Tuesday, August 18, 2009

My sweet baby girl



Is it possible to love someone so much? I find myself staring at Ansley constantly, wanting to hold and cuddle her endlessly, randomly waking in the night to go check on her. My mom told me this would happen long before I had her. She said that the love you feel for your children is unlike any other, and she was right. I could have never imagined I'd feel this way and with each passing day the feeling only gets stronger. Maybe I'm hypersensitive right now because this is the first full week that I'd be at work and would be leaving Ansley's care up to someone else. I can't even imagine it. I tell Jeff constantly how thankful I am that he's willing to work so hard for us and I know that the fact we're even in this position is a blessing from the Lord. I have never been happier in all of my life. I look forward to each new day with my sweet baby girl and am so blessed to be her mommy.

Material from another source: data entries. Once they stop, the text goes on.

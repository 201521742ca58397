//! Manifest, state and endpoint locations

use anyhow::{Context, Result, bail};
use std::path::{Path, PathBuf};

pub const MANIFEST_FILE: &str = "pgconverge.toml";
pub const STATE_FILE: &str = "pgconverge.state.toml";

/// Per-user config directory (`~/.config/pgconverge` on Linux)
pub fn config_dir() -> Result<PathBuf> {
    let dir = dirs::config_dir().context("Could not determine config directory")?;
    Ok(dir.join("pgconverge"))
}

/// Expand `~` in a user supplied path
pub fn expand_path(path: &str) -> PathBuf {
    PathBuf::from(shellexpand::tilde(path).as_ref())
}

/// Resolve the manifest path
///
/// An explicit path must exist. Otherwise `./pgconverge.toml` is preferred
/// over the copy in the config directory.
pub fn manifest_path(explicit: Option<&str>) -> Result<PathBuf> {
    if let Some(path) = explicit {
        let path = expand_path(path);
        if !path.exists() {
            bail!("Manifest {} does not exist", path.display());
        }
        return Ok(path);
    }

    let local = PathBuf::from(MANIFEST_FILE);
    if local.exists() {
        return Ok(local);
    }

    let global = config_dir()?.join(MANIFEST_FILE);
    if global.exists() {
        return Ok(global);
    }

    bail!(
        "No manifest found. Create ./{MANIFEST_FILE} or {}",
        global.display()
    )
}

/// Resolve the state path: explicit, else next to the manifest
pub fn state_path(explicit: Option<&str>, manifest: &Path) -> PathBuf {
    match explicit {
        Some(path) => expand_path(path),
        None => manifest
            .parent()
            .map_or_else(|| PathBuf::from(STATE_FILE), |dir| dir.join(STATE_FILE)),
    }
}

/// Pick the endpoint: command line (or `PGCONVERGE_ENDPOINT`) over manifest
pub fn endpoint(cli: Option<&str>, manifest: Option<&str>) -> Result<String> {
    cli.or(manifest)
        .map(str::trim)
        .filter(|e| !e.is_empty())
        .map(str::to_string)
        .context("No endpoint configured. Pass --endpoint, set PGCONVERGE_ENDPOINT or add [connection] endpoint to the manifest")
}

Sleep update: I don't know what happened this week, but Ansley has been taking long naps in her crib. Before, she was only sleeping for 30 minutes at a time. For the past few days she's been sleeping for one to two hours. It's wonderful, but I do go check on her a million times to make sure she's okay.

I'm also very excited because I have finally joined the technological age with a new computer of my own. After turning in my MacBook at the end of school, I told Jeff that I have a hole in my heart. Just a little dramatic, I know, but I had that thing for three years and loved it. It's so much easier to manage my photos and videos of Ansley now. Plus, blogging is a breeze!